Les orangistes ne paraissaient donc pas disposés à reculer. Les nationalistes, de leur côté, enhardis par les succès qu’ils avaient obtenus depuis quelques années, encouragés par les sympathies qu’ils croyaient avoir dans le gouvernement, marchaient de l’avant. L’année 1884 s’ouvrit dans ces conditions. Jamais, depuis longtemps, l’Irlande n’avait paru plus près d’une guerre civile. Le 1er janvier, deux meetings, l’un nationaliste, l’autre orangiste devaient se réunir à la même heure et dans la même ville, à Dromore, dans le comté de Tyrone. L’autorité n’osa pas interdire ces deux réunions ; elle se borna à prendre des précautions pour éviter un conflit. Les deux partis, en effet, après s’être réunis aux deux extrémités de la ville et s’être échauffés par des discours violens, faillirent en venir aux mains. Ils furent dispersés par la cavalerie et les constables. Dans la bagarre, deux protestans furent mortellement blessés. Les loges orangistes et les associations loyalistes protestèrent contre l’attitude de la police dans cette circonstance. Elles accusèrent les agens de partialité en faveur des nationalistes. Une plainte pour meurtre fut portée contre un constable, auteur des blessures auxquelles avait succombé un des deux protestans.
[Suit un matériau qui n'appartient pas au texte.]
//! Purity analysis for candidate functions
//!
//! A candidate is rejected when one of its top-level statements calls a
//! network or OS primitive, writes to the console, evaluates an expression
//! for its effect, reads a bare variable, or reassigns the entry function's
//! parameter.

pub mod checker;
pub mod verdict;

pub use checker::{PurityChecker, CONSOLE_OBJECT, NETWORK_PRIMITIVES, OS_PRIMITIVES};
pub use verdict::{ImpurityReason, Verdict};

use tracing::debug;

/// Parse and check a candidate with the default rules
pub fn analyze(source: &str) -> Verdict {
    match fnforge_parser::parse_program(source) {
        Ok(program) => PurityChecker::new().check(&program, source),
        Err(err) => {
            debug!(error = %err, "candidate does not parse");
            Verdict::ParseError(err)
        }
    }
}

#[cfg(test)]
mod tests {
    use super::*;
    use pretty_assertions::assert_eq;

    fn reason(source: &str) -> ImpurityReason {
        match analyze(source) {
            Verdict::Impure(reason) => reason,
            other => panic!("expected impure verdict for {:?}, got {:?}", source, other),
        }
    }

    #[test]
    fn test_pure_function() {
        let source = "function f(x) {\n  return x * 2;\n}";
        assert_eq!(analyze(source), Verdict::Pure);
    }

    #[test]
    fn test_console_log_is_impure() {
        assert_eq!(
            reason("console.log(x)"),
            ImpurityReason::ConsoleAccess {
                statement: "console.log(x)".to_string()
            }
        );
    }

    #[test]
    fn test_network_call() {
        assert_eq!(
            reason("fetch('https://example.com')\nfunction f(x) { return x }"),
            ImpurityReason::NetworkAccess {
                callee: "fetch".to_string(),
                statement: "fetch('https://example.com')".to_string()
            }
        );
    }

    #[test]
    fn test_os_call() {
        assert!(matches!(
            reason("const f = x => x; require('fs');"),
            ImpurityReason::OsAccess { ref callee, .. } if callee == "require"
        ));
    }

    #[test]
    fn test_parameter_assignment() {
        assert_eq!(
            reason("x = 3\nreturn x"),
            ImpurityReason::InputModification {
                name: "x".to_string(),
                statement: "x = 3".to_string()
            }
        );
    }

    #[test]
    fn test_assignment_to_non_parameter_is_side_effect() {
        assert!(matches!(
            reason("function f(n) { return n }\ncounter = 1;"),
            ImpurityReason::SideEffect { expression: "assignment", .. }
        ));
    }

    #[test]
    fn test_bare_identifier() {
        assert!(matches!(
            reason("secret\nfunction f(x) { return x }"),
            ImpurityReason::VariableAccess { ref name, .. } if name == "secret"
        ));
        assert_eq!(analyze("undefined\nfunction f(x) { return x }"), Verdict::Pure);
    }

    #[test]
    fn test_literal_and_plain_call_are_pure() {
        assert_eq!(analyze("'use strict'\nhelper(1)\nfunction f(x) { return x }"), Verdict::Pure);
    }

    #[test]
    fn test_nested_effects_are_not_detected() {
        let source = "function f(x) { console.log(x); return x }";
        assert_eq!(analyze(source), Verdict::Pure);
    }

    #[test]
    fn test_parse_error_verdict() {
        assert!(matches!(analyze("function f(x) {"), Verdict::ParseError(_)));
    }

    #[test]
    fn test_verdict_display() {
        assert_eq!(Verdict::Pure.to_string(), "pure");
        let verdict = analyze("console.error('boom')");
        assert_eq!(
            verdict.to_string(),
            "impure: console access in `console.error('boom')`"
        );
    }
}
Huit jours après, meeting nationaliste à Glonmell en l’honneur de Michel Davitt. Cette fois, les séparatistes étaient seuls. Il n’y avait pas à craindre de conflit. Michel Davitt y exposa la théorie de la confiscation et du partage des terres sans indemnité pour les propriétaires. D’autres meetings étaient annoncés : un meeting nationaliste pour le 16 janvier à Enniskillen, deux meetings opposés pour le 21 janvier, dans le comté de Londonderry, deux autres encore, en sens opposé, pour le 29 janvier, dans le comté de Down. On aurait vu se renouveler des scènes analogues à celles de Dromore. L’administration, en vertu des pouvoirs extraordinaires qui lui étaient conférés par la dernière loi d’exception, interdit ces diverses réunions. Les orangistes obéirent aux prescriptions de l’autorité ; les nationalistes essayèrent parfois de passer outre ; leurs réunions furent dispersées par la police. Ce mouvement de meetings et de contre-meetings, qui aurait pu prendre une tournure grave, fut arrêté pour le moment.